### The records
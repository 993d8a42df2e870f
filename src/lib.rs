//! # Choreo: Choreography-Style Process Runtime
//!
//! Choreo turns declarative process steps into correlated message exchanges
//! over a topic-based broker. Services register the resolved definition of
//! each business step; the runtime wires producers and consumers
//! automatically, stamps every hop with correlation metadata, and reconciles
//! parallel branches before downstream logic fires. There is no central
//! orchestrator: the process state travels in message headers.
//!
//! ## Core Concepts
//!
//! - **Steps**: Units of business work declared as start, task, or end
//! - **Gateways**: Parallel splits and exclusive choices on a step's outputs
//! - **Envelopes**: Published messages carrying payload plus routing and
//!   correlation headers
//! - **Joins**: Steps that wait for every upstream branch of a correlation
//!   id before executing
//!
//! ## Quick Start
//!
//! ```no_run
//! use std::sync::Arc;
//!
//! use async_trait::async_trait;
//! use choreo::broker::MemoryBroker;
//! use choreo::catalog::{InputEvent, OutputEvent, StepDescriptor};
//! use choreo::context::RecordContext;
//! use choreo::handler::{HandlerError, StepHandler, StepOutcome};
//! use choreo::runtime::FlowRuntime;
//! use choreo::types::StepKind;
//! use serde_json::{Value, json};
//!
//! struct PlaceOrder;
//!
//! #[async_trait]
//! impl StepHandler for PlaceOrder {
//!     async fn handle(
//!         &self,
//!         payload: Value,
//!         _ctx: &RecordContext,
//!     ) -> Result<StepOutcome, HandlerError> {
//!         Ok(StepOutcome::new(payload))
//!     }
//! }
//!
//! # async fn example() -> Result<(), Box<dyn std::error::Error>> {
//! let broker = Arc::new(MemoryBroker::new());
//!
//! let runtime = FlowRuntime::builder()
//!     .with_broker(broker)
//!     .register_step(
//!         StepDescriptor::new("orders", "place-order", StepKind::Start)
//!             .with_topic("orders")
//!             .with_output(OutputEvent::new("order-placed")),
//!         PlaceOrder,
//!     )
//!     .register_step(
//!         StepDescriptor::new("orders", "confirm", StepKind::End)
//!             .with_topic("orders")
//!             .with_input(InputEvent::new("order-placed")),
//!         PlaceOrder,
//!     )
//!     .start()
//!     .await?;
//!
//! let correlation_id = runtime
//!     .start_process("orders", "place-order", json!({"order_id": "o-1"}))
//!     .await?;
//! println!("instance opened: {correlation_id}");
//! # Ok(())
//! # }
//! ```
//!
//! ## Delivery Model
//!
//! The runtime assumes at-least-once, unbounded-buffer delivery from the
//! broker and tolerates duplicates: join arrivals record idempotently and
//! header construction is deterministic apart from the per-step wall-clock
//! start time. No local state is persisted; a restart loses in-flight join
//! buffers.
//!
//! ## Module Guide
//!
//! - [`catalog`] - Resolved step descriptors and the per-process catalog
//! - [`listener`] - Topic subscriptions and inbound dispatch
//! - [`router`] - Sequential, parallel-split, and exclusive-choice routing
//! - [`join`] - Parallel-gateway join reconciliation
//! - [`context`] - Per-invocation correlation state
//! - [`envelope`] - The per-hop wire contract
//! - [`broker`] - The publish/subscribe seam and the in-memory broker
//! - [`handler`] - The business-step trait
//! - [`telemetry`] - Transition records and sinks
//! - [`runtime`] - Configuration and the composition root

pub mod broker;
pub mod catalog;
pub mod context;
pub mod envelope;
pub mod handler;
pub mod join;
pub mod listener;
pub mod router;
pub mod runtime;
pub mod telemetry;
pub mod types;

### Task instructions
Check each line of the listing for "from". Show those that have it.

### Completed task
//! The runtime assumes at-least-once, unbounded-buffer delivery from the
//! header construction is deterministic apart from the per-step wall-clock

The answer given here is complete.